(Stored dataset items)
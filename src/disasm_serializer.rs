use serde_json::json;
use serde_json::Value;

use crate::instr::BasicBlock;
use crate::model::{ADDRESS, BLOCKS, DISPLAY_STRING, INSTRUCTIONS, LENGTH, OUTBOUND};

/// Serialize decoded blocks into the reply body of a `disassembleFunction` request.
/// Addresses and lengths are hex strings so 64-bit values survive JS clients.
pub fn serialize_blocks(blocks: &[BasicBlock]) -> Value {
    let mut out: Vec<Value> = Vec::with_capacity(blocks.len());
    for block in blocks {
        let instructions: Vec<Value> = block
            .instructions
            .iter()
            .map(|i| {
                json!({
                    ADDRESS: format!("0x{:x}", i.address),
                    LENGTH: format!("0x{:x}", i.length),
                    DISPLAY_STRING: i.text,
                })
            })
            .collect();
        let outbound: Vec<Value> = block
            .outbound
            .iter()
            .map(|a| Value::String(format!("0x{:x}", a)))
            .collect();
        out.push(json!({
            INSTRUCTIONS: instructions,
            OUTBOUND: outbound,
        }));
    }

    json!({ BLOCKS: Value::Array(out) })
}

#[cfg(test)]
mod tests {
    use super::*;
    use crate::instr::Instruction;
    use crate::model::parse_blocks;

    #[test]
    fn serialize_blocks_basic() {
        let blocks = vec![BasicBlock::new(
            vec![
                Instruction::new(0x1000, 2, "push ebp".to_string()),
                Instruction::new(0x1002, 2, "mov ebp, esp".to_string()),
            ],
            vec![0x2000],
        )];

        let v = serialize_blocks(&blocks);
        let list = v["BasicBlocks"].as_array().expect("blocks array");
        assert_eq!(list.len(), 1);
        let first = &list[0]["Instructions"][0];
        assert_eq!(first["Address"], "0x1000");
        assert_eq!(first["Length"], "0x2");
        assert_eq!(list[0]["OutBound"][0], "0x2000");

        assert_eq!(parse_blocks(&v).unwrap(), blocks);
    }
}
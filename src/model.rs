// Copyright (c) 2026 ASM-Search Authors.
//
// Licensed under the Apache License, Version 2.0 (the "License");
// you may not use this file except in compliance with the License.
// You may obtain a copy of the License at
//
//     http://www.apache.org/licenses/LICENSE-2.0
//
// Unless required by applicable law or agreed to in writing, software
// distributed under the License is distributed on an "AS IS" BASIS,
// WITHOUT WARRANTIES OR CONDITIONS OF ANY KIND, either express or implied.
// See the License for the specific language governing permissions and
// limitations under the License.

//! Checked access to the structured reply of a `disassembleFunction` request.
//!
//! Reply shape:
//! {
//!   "BasicBlocks": [
//!     { "Instructions": [ { "Address": "0x...", "Length": "0x...", "DisplayString": "..." } ],
//!       "OutBound": [ "0x...", ... ] }
//!   ]
//! }
//!
//! Every accessor is fallible; nothing in an engine reply is assumed present.

use serde_json::Value;

use crate::error::ResponseError;
use crate::instr::{BasicBlock, Instruction};

pub const BLOCKS: &str = "BasicBlocks";
pub const INSTRUCTIONS: &str = "Instructions";
pub const OUTBOUND: &str = "OutBound";
pub const ADDRESS: &str = "Address";
pub const LENGTH: &str = "Length";
pub const DISPLAY_STRING: &str = "DisplayString";

#[derive(Debug, Clone, Copy)]
pub struct ModelObject<'a> {
    value: &'a Value,
}

impl<'a> ModelObject<'a> {
    pub fn new(value: &'a Value) -> Self {
        Self { value }
    }

    pub fn child(&self, name: &'static str) -> Result<ModelObject<'a>, ResponseError> {
        self.value
            .get(name)
            .map(ModelObject::new)
            .ok_or(ResponseError::MissingField(name))
    }

    /// Elements of the list stored under `name`.
    pub fn iterated_children(
        &self,
        name: &'static str,
    ) -> Result<impl Iterator<Item = ModelObject<'a>>, ResponseError> {
        let list = self
            .child(name)?
            .value
            .as_array()
            .ok_or(ResponseError::NotAList(name))?;
        Ok(list.iter().map(ModelObject::new))
    }

    /// The value as a `0x`-prefixed hex integer.
    pub fn value_as_int(&self) -> Result<u64, ResponseError> {
        let text = match self.value {
            Value::String(s) => s.as_str(),
            other => return Err(ResponseError::NotHex(other.to_string())),
        };
        let digits = text
            .strip_prefix("0x")
            .ok_or_else(|| ResponseError::NotHex(text.to_string()))?;
        u64::from_str_radix(digits, 16).map_err(|_| ResponseError::NotHex(text.to_string()))
    }

    pub fn display_value(&self, name: &'static str) -> Result<&'a str, ResponseError> {
        self.value.as_str().ok_or(ResponseError::NotAString(name))
    }
}

/// Decode a whole reply into blocks. The first shape violation aborts the decode.
pub fn parse_blocks(reply: &Value) -> Result<Vec<BasicBlock>, ResponseError> {
    let root = reply
        .get(BLOCKS)
        .map(ModelObject::new)
        .ok_or(ResponseError::MissingRoot(BLOCKS))?;
    let list = root.value.as_array().ok_or(ResponseError::NotAList(BLOCKS))?;

    let mut blocks = Vec::with_capacity(list.len());
    for block in list.iter().map(ModelObject::new) {
        let mut instructions = Vec::new();
        for instr in block.iterated_children(INSTRUCTIONS)? {
            let address = instr.child(ADDRESS)?.value_as_int()?;
            let length = instr.child(LENGTH)?.value_as_int()?;
            let length = u32::try_from(length)
                .map_err(|_| ResponseError::NotHex(format!("0x{:x}", length)))?;
            let text = instr.child(DISPLAY_STRING)?.display_value(DISPLAY_STRING)?;
            instructions.push(Instruction::new(address, length, text.to_string()));
        }
        let outbound = block
            .iterated_children(OUTBOUND)?
            .map(|target| target.value_as_int())
            .collect::<Result<Vec<_>, _>>()?;
        blocks.push(BasicBlock::new(instructions, outbound));
    }
    Ok(blocks)
}
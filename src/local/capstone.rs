// Copyright (c) 2026 ASM-Search Authors.
//
// Licensed under the Apache License, Version 2.0 (the "License");
// you may not use this file except in compliance with the License.
// You may obtain a copy of the License at
//
//     http://www.apache.org/licenses/LICENSE-2.0
//
// Unless required by applicable law or agreed to in writing, software
// distributed under the License is distributed on an "AS IS" BASIS,
// WITHOUT WARRANTIES OR CONDITIONS OF ANY KIND, either express or implied.
// See the License for the specific language governing permissions and
// limitations under the License.

use capstone::prelude::*;

#[derive(Debug, Clone, Copy, PartialEq, Eq)]
pub enum Bitness {
    Bits32,
    Bits64,
}

/// How control leaves an instruction.
#[derive(Debug, Clone, Copy, PartialEq, Eq)]
pub enum Flow {
    Sequential,
    Call,
    Jump,
    ConditionalJump,
    Return,
    /// Traps and halts: nothing is known to follow.
    Stop,
}

#[derive(Debug, Clone)]
pub struct InstructionData {
    pub address: u64,
    pub size: u32,
    pub text: String,
    pub flow: Flow,
    /// Direct branch or call destination, when the operand is an immediate.
    pub target: Option<u64>,
}

impl InstructionData {
    pub fn next_address(&self) -> u64 {
        self.address.wrapping_add(self.size as u64)
    }
}

pub struct Disassembler {
    cs: Capstone,
}

impl Disassembler {
    pub fn new(bitness: Bitness) -> Result<Self, capstone::Error> {
        let mode = match bitness {
            Bitness::Bits32 => arch::x86::ArchMode::Mode32,
            Bitness::Bits64 => arch::x86::ArchMode::Mode64,
        };
        let cs = Capstone::new()
            .x86()
            .mode(mode)
            .syntax(arch::x86::ArchSyntax::Intel)
            .detail(true) // Required for instruction groups
            .build()?;

        Ok(Self { cs })
    }

    /// Decode the single instruction at the start of `code`. `None` if the bytes are not valid code.
    pub fn decode_one(&self, code: &[u8], address: u64) -> Option<InstructionData> {
        let insns = self.cs.disasm_count(code, address, 1).ok()?;
        let insn = insns.iter().next()?;

        let mnemonic = insn.mnemonic().unwrap_or("");
        let op_str = insn.op_str().unwrap_or("");
        let text = if op_str.is_empty() {
            mnemonic.to_string()
        } else {
            format!("{} {}", mnemonic, op_str)
        };

        let mut groups: Vec<String> = Vec::new();
        if let Ok(detail) = self.cs.insn_detail(&insn) {
            for group in detail.groups() {
                if let Some(name) = self.cs.group_name(*group) {
                    groups.push(name);
                }
            }
        }

        let flow = classify(mnemonic, &groups);
        let target = match flow {
            Flow::Call | Flow::Jump | Flow::ConditionalJump => parse_immediate(op_str),
            _ => None,
        };

        Some(InstructionData {
            address: insn.address(),
            size: insn.bytes().len() as u32,
            text,
            flow,
            target,
        })
    }
}

fn classify(mnemonic: &str, groups: &[String]) -> Flow {
    let in_group = |name: &str| groups.iter().any(|g| g == name);
    if in_group("ret") || in_group("iret") {
        Flow::Return
    } else if in_group("call") {
        Flow::Call
    } else if in_group("jump") {
        // jmp, ljmp and prefixed forms such as "bnd jmp" or "notrack jmp"
        if mnemonic.ends_with("jmp") {
            Flow::Jump
        } else {
            Flow::ConditionalJump
        }
    } else if matches!(mnemonic, "int3" | "hlt" | "ud2" | "ud1" | "ud0") {
        Flow::Stop
    } else {
        Flow::Sequential
    }
}

/// Branch operands like `0x401000`; register and memory operands give `None`.
fn parse_immediate(op_str: &str) -> Option<u64> {
    let digits = op_str.trim().strip_prefix("0x")?;
    u64::from_str_radix(digits, 16).ok()
}

#[cfg(test)]
mod tests {
    use super::*;

    #[test]
    fn classifies_control_flow() {
        let d = Disassembler::new(Bitness::Bits64).unwrap();

        let ret = d.decode_one(&[0xc3], 0x1000).unwrap();
        assert_eq!(ret.flow, Flow::Return);
        assert_eq!(ret.text, "ret");

        // call rel32 to 0x2000 from 0x1000 (next = 0x1005)
        let call = d.decode_one(&[0xe8, 0xfb, 0x0f, 0x00, 0x00], 0x1000).unwrap();
        assert_eq!(call.flow, Flow::Call);
        assert_eq!(call.target, Some(0x2000));
        assert_eq!(call.size, 5);

        // je +2
        let je = d.decode_one(&[0x74, 0x02], 0x1000).unwrap();
        assert_eq!(je.flow, Flow::ConditionalJump);
        assert_eq!(je.target, Some(0x1004));

        // jmp rax
        let indirect = d.decode_one(&[0xff, 0xe0], 0x1000).unwrap();
        assert_eq!(indirect.flow, Flow::Jump);
        assert_eq!(indirect.target, None);

        let int3 = d.decode_one(&[0xcc], 0x1000).unwrap();
        assert_eq!(int3.flow, Flow::Stop);

        let push = d.decode_one(&[0x55], 0x1000).unwrap();
        assert_eq!(push.flow, Flow::Sequential);
        assert_eq!(push.text, "push rbp");
    }

    #[test]
    fn invalid_bytes_do_not_decode() {
        let d = Disassembler::new(Bitness::Bits64).unwrap();
        assert!(d.decode_one(&[], 0x1000).is_none());
        // truncated call rel32
        assert!(d.decode_one(&[0xe8, 0x00], 0x1000).is_none());
    }

    #[test]
    fn parses_only_immediate_operands() {
        assert_eq!(parse_immediate("0x401000"), Some(0x401000));
        assert_eq!(parse_immediate("qword ptr [rip + 0x10]"), None);
        assert_eq!(parse_immediate("rax"), None);
    }
}
// Copyright (c) 2026 ASM-Search Authors.
//
// Licensed under the Apache License, Version 2.0 (the "License");
// you may not use this file except in compliance with the License.
// You may obtain a copy of the License at
//
//     http://www.apache.org/licenses/LICENSE-2.0
//
// Unless required by applicable law or agreed to in writing, software
// distributed under the License is distributed on an "AS IS" BASIS,
// WITHOUT WARRANTIES OR CONDITIONS OF ANY KIND, either express or implied.
// See the License for the specific language governing permissions and
// limitations under the License.

//! Worklist traversal that fills an [`InstructionIndex`] with every
//! instruction reachable from a set of seed addresses.
//!
//! The worklist is a LIFO stack of candidates and may hold the same address
//! more than once. De-duplication happens in one place, when an address is
//! popped: it is skipped if the index already holds an instruction there or
//! if the engine was already asked about it during this run. Each address is
//! therefore sent to the engine at most once.

use std::collections::HashSet;
use std::time::Instant;

use anyhow::{Context, Result};

use crate::error::ServiceError;
use crate::instrdb::InstructionIndex;
use crate::service::DisassemblerService;

/// What to do when the engine reports that an address holds no decodable code.
#[derive(Debug, Clone, Copy, PartialEq, Eq, Default)]
pub enum UndecodablePolicy {
    /// Abort the traversal.
    #[default]
    Fail,
    /// Log it and treat the reply as zero blocks.
    Skip,
}

#[derive(Debug, Clone)]
pub struct TraversalOptions {
    /// Log progress every this many popped addresses; 0 disables it.
    pub progress_interval: usize,
    pub on_undecodable: UndecodablePolicy,
}

impl Default for TraversalOptions {
    fn default() -> Self {
        Self {
            progress_interval: 100,
            on_undecodable: UndecodablePolicy::Fail,
        }
    }
}

#[derive(Debug, Clone, Default, PartialEq, Eq)]
pub struct TraversalStats {
    /// Addresses popped from the worklist, including skipped ones.
    pub roots_explored: usize,
    pub service_calls: usize,
    pub skipped_undecodable: usize,
    pub instructions: usize,
    pub total_bytes: u64,
}

/// Build an index by following control flow out of `seeds`.
///
/// Any engine failure other than a skipped undecodable address aborts the
/// whole build; no partial index is returned.
pub fn build_index<S, I>(
    service: &mut S,
    seeds: I,
    options: &TraversalOptions,
) -> Result<(InstructionIndex, TraversalStats)>
where
    S: DisassemblerService + ?Sized,
    I: IntoIterator<Item = u64>,
{
    let now = Instant::now();
    let mut index = InstructionIndex::new();
    let mut stats = TraversalStats::default();
    let mut queried: HashSet<u64> = HashSet::new();
    let mut worklist: Vec<u64> = seeds.into_iter().collect();

    while let Some(address) = worklist.pop() {
        stats.roots_explored += 1;
        if options.progress_interval > 0 && stats.roots_explored % options.progress_interval == 0 {
            log::info!(
                "Total roots explored: {}, current amount remaining: {}, total bytes disassembled: {}",
                stats.roots_explored,
                worklist.len(),
                index.total_bytes()
            );
        }

        if index.contains(address) || !queried.insert(address) {
            continue;
        }

        stats.service_calls += 1;
        let blocks = match service.disassemble_function(address) {
            Ok(blocks) => blocks,
            Err(ServiceError::Undecodable(addr))
                if options.on_undecodable == UndecodablePolicy::Skip =>
            {
                log::warn!("Skipping undecodable address 0x{:x}", addr);
                stats.skipped_undecodable += 1;
                continue;
            }
            Err(e) => {
                return Err(e).with_context(|| {
                    format!("Failed to disassemble function at 0x{:x}", address)
                })
            }
        };

        let mut found_new = false;
        for block in &blocks {
            for instr in &block.instructions {
                if index.insert(instr.clone()) {
                    found_new = true;
                }
            }
        }

        // Nothing new means an earlier request already covered this code and
        // queued its successors.
        if found_new {
            for block in &blocks {
                worklist.extend(block.outbound.iter().copied());
            }
        } else {
            log::debug!("0x{:x}: no new instructions", address);
        }
    }

    stats.instructions = index.len();
    stats.total_bytes = index.total_bytes();
    log::info!(
        "Traversal finished: {} roots, {} engine calls, {} instructions, {} bytes in {:.2?}",
        stats.roots_explored,
        stats.service_calls,
        stats.instructions,
        stats.total_bytes,
        now.elapsed()
    );
    Ok((index, stats))
}
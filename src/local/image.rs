// Copyright (c) 2026 ASM-Search Authors.
//
// Licensed under the Apache License, Version 2.0 (the "License");
// you may not use this file except in compliance with the License.
// You may obtain a copy of the License at
//
//     http://www.apache.org/licenses/LICENSE-2.0
//
// Unless required by applicable law or agreed to in writing, software
// distributed under the License is distributed on an "AS IS" BASIS,
// WITHOUT WARRANTIES OR CONDITIONS OF ANY KIND, either express or implied.
// See the License for the specific language governing permissions and
// limitations under the License.

use std::fs::File;
use std::path::Path;

use anyhow::{bail, Context, Result};
use memmap2::Mmap;
use object::{Architecture, Object, ObjectSection, ObjectSymbol, SectionKind};

use super::capstone::Bitness;
use super::memory::CodeRegion;
use crate::symbols::{Symbol, SymbolTable};

pub const ENTRY_SYMBOL: &str = "$entry";

/// The parts of a binary the local engine needs: code and symbols.
pub struct BinaryImage {
    pub module: String,
    pub bitness: Bitness,
    pub regions: Vec<CodeRegion>,
    pub symbols: SymbolTable,
}

impl BinaryImage {
    pub fn new(module: String, bitness: Bitness, regions: Vec<CodeRegion>, symbols: SymbolTable) -> Self {
        Self {
            module,
            bitness,
            regions,
            symbols,
        }
    }

    pub fn load(path: &Path) -> Result<Self> {
        let file = File::open(path).with_context(|| format!("Failed to open {}", path.display()))?;
        // SAFETY: the mapping is read-only and dropped before this function returns.
        let mmap = unsafe { Mmap::map(&file) }
            .with_context(|| format!("Failed to map {}", path.display()))?;
        let obj = object::File::parse(&*mmap)
            .with_context(|| format!("Failed to parse {}", path.display()))?;

        let bitness = match obj.architecture() {
            Architecture::X86_64 => Bitness::Bits64,
            Architecture::I386 => Bitness::Bits32,
            other => bail!("Unsupported architecture {:?} in {}", other, path.display()),
        };

        let mut regions = Vec::new();
        for section in obj.sections() {
            if section.kind() != SectionKind::Text {
                continue;
            }
            let data = section.uncompressed_data()?;
            if data.is_empty() {
                continue;
            }
            log::debug!(
                "Code section {} at 0x{:x}, {} bytes",
                section.name().unwrap_or("?"),
                section.address(),
                data.len()
            );
            regions.push(CodeRegion::new(section.address(), data.into_owned()));
        }

        // Exports also cover data objects (copy-relocated .bss and the like);
        // only names that start code are kept as symbols.
        let in_code = |addr: u64| regions.iter().any(|r| r.contains(addr));
        let mut symbols = SymbolTable::new();
        let mut dropped = 0usize;
        let entry = obj.entry();
        if in_code(entry) {
            symbols.insert(Symbol {
                name: ENTRY_SYMBOL.to_string(),
                address: entry,
            });
        }
        for export in obj.exports()? {
            if !in_code(export.address()) {
                dropped += 1;
                continue;
            }
            symbols.insert(Symbol {
                name: String::from_utf8_lossy(export.name()).into_owned(),
                address: export.address(),
            });
        }
        for sym in obj.symbols() {
            if sym.kind() != object::SymbolKind::Text || !sym.is_definition() {
                continue;
            }
            if !in_code(sym.address()) {
                dropped += 1;
                continue;
            }
            if let Ok(name) = sym.name() {
                symbols.insert(Symbol {
                    name: name.to_string(),
                    address: sym.address(),
                });
            }
        }
        if dropped > 0 {
            log::debug!("{} symbols outside code sections ignored", dropped);
        }

        let module = path
            .file_stem()
            .map(|s| s.to_string_lossy().into_owned())
            .unwrap_or_else(|| "module".to_string());

        log::info!(
            "Loaded {}: {} code regions, {} symbols",
            path.display(),
            regions.len(),
            symbols.len()
        );
        Ok(Self::new(module, bitness, regions, symbols))
    }

    pub fn region_of(&self, addr: u64) -> Option<&CodeRegion> {
        self.regions.iter().find(|r| r.contains(addr))
    }

    pub fn is_code(&self, addr: u64) -> bool {
        self.region_of(addr).is_some()
    }

    pub fn code_at(&self, addr: u64) -> Option<&[u8]> {
        self.region_of(addr)?.bytes_from(addr)
    }

    /// Lowest and highest code address, for `lm`.
    pub fn extent(&self) -> Option<(u64, u64)> {
        let start = self.regions.iter().map(|r| r.start).min()?;
        let end = self.regions.iter().map(|r| r.end()).max()?;
        Some((start, end))
    }
}

#[cfg(test)]
mod tests {
    use super::*;

    #[test]
    fn non_object_file_is_rejected() {
        let dir = tempfile::tempdir().unwrap();
        let path = dir.path().join("notes.txt");
        std::fs::write(&path, "just text").unwrap();
        assert!(BinaryImage::load(&path).is_err());
    }

    #[test]
    fn code_lookup_spans_regions() {
        let image = BinaryImage::new(
            "app".to_string(),
            Bitness::Bits64,
            vec![
                CodeRegion::new(0x1000, vec![0x90; 0x10]),
                CodeRegion::new(0x4000, vec![0xc3]),
            ],
            SymbolTable::new(),
        );
        assert!(image.is_code(0x100f));
        assert!(!image.is_code(0x1010));
        assert_eq!(image.code_at(0x4000), Some(&[0xc3u8][..]));
        assert_eq!(image.extent(), Some((0x1000, 0x4001)));
    }
}
use std::env;
use std::path::{Path, PathBuf};

/// Absolute form of `source_path` for handing to an engine that may run in
/// another working directory. Symlinks are not resolved, so the sidecar cache
/// stays next to the path the user gave.
pub fn absolute_path(source_path: &Path) -> PathBuf {
    let absolute = std::path::absolute(source_path).unwrap_or_else(|_| {
        env::current_dir()
            .unwrap_or_default()
            .join(source_path)
    });

    // dunce drops \\?\ prefixes on Windows
    dunce::simplified(&absolute).to_path_buf()
}

#[cfg(test)]
mod tests {
    use super::*;

    #[test]
    fn dotted_path_becomes_absolute() {
        let dir = tempfile::tempdir().unwrap();
        let file = dir.path().join("app.exe");
        std::fs::write(&file, b"MZ").unwrap();

        let dotted = dir.path().join(".").join("app.exe");
        let abs = absolute_path(&dotted);
        assert!(abs.is_absolute());
        assert_eq!(abs.file_name().unwrap(), "app.exe");
        assert!(!abs.components().any(|c| c == std::path::Component::CurDir));
    }

    #[test]
    fn missing_path_is_kept_absolute() {
        let abs = absolute_path(Path::new("does/not/exist.bin"));
        assert!(abs.is_absolute());
        assert!(abs.ends_with("does/not/exist.bin"));
    }

    #[cfg(unix)]
    #[test]
    fn symlink_is_not_followed() {
        let dir = tempfile::tempdir().unwrap();
        let target = dir.path().join("real.so");
        std::fs::write(&target, b"\x7fELF").unwrap();
        let link = dir.path().join("link.so");
        std::os::unix::fs::symlink(&target, &link).unwrap();

        let abs = absolute_path(&link);
        assert_eq!(abs.file_name().unwrap(), "link.so");
        assert_eq!(
            crate::cache::sidecar_path(&abs).file_name().unwrap(),
            "link.so.discache"
        );
    }
}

## Work item
In the entries above, restate word for word the lines between the one holding "is an immediate." and the one holding "if let Ok(detail)", inclusive, and nothing besides.

## Result below
    /// Direct branch or call destination, when the operand is an immediate.
    pub target: Option<u64>,
}

impl InstructionData {
    pub fn next_address(&self) -> u64 {
        self.address.wrapping_add(self.size as u64)
    }
}

pub struct Disassembler {
    cs: Capstone,
}

impl Disassembler {
    pub fn new(bitness: Bitness) -> Result<Self, capstone::Error> {
        let mode = match bitness {
            Bitness::Bits32 => arch::x86::ArchMode::Mode32,
            Bitness::Bits64 => arch::x86::ArchMode::Mode64,
        };
        let cs = Capstone::new()
            .x86()
            .mode(mode)
            .syntax(arch::x86::ArchSyntax::Intel)
            .detail(true) // Required for instruction groups
            .build()?;

        Ok(Self { cs })
    }

    /// Decode the single instruction at the start of `code`. `None` if the bytes are not valid code.
    pub fn decode_one(&self, code: &[u8], address: u64) -> Option<InstructionData> {
        let insns = self.cs.disasm_count(code, address, 1).ok()?;
        let insn = insns.iter().next()?;

        let mnemonic = insn.mnemonic().unwrap_or("");
        let op_str = insn.op_str().unwrap_or("");
        let text = if op_str.is_empty() {
            mnemonic.to_string()
        } else {
            format!("{} {}", mnemonic, op_str)
        };

        let mut groups: Vec<String> = Vec::new();
        if let Ok(detail) = self.cs.insn_detail(&insn) {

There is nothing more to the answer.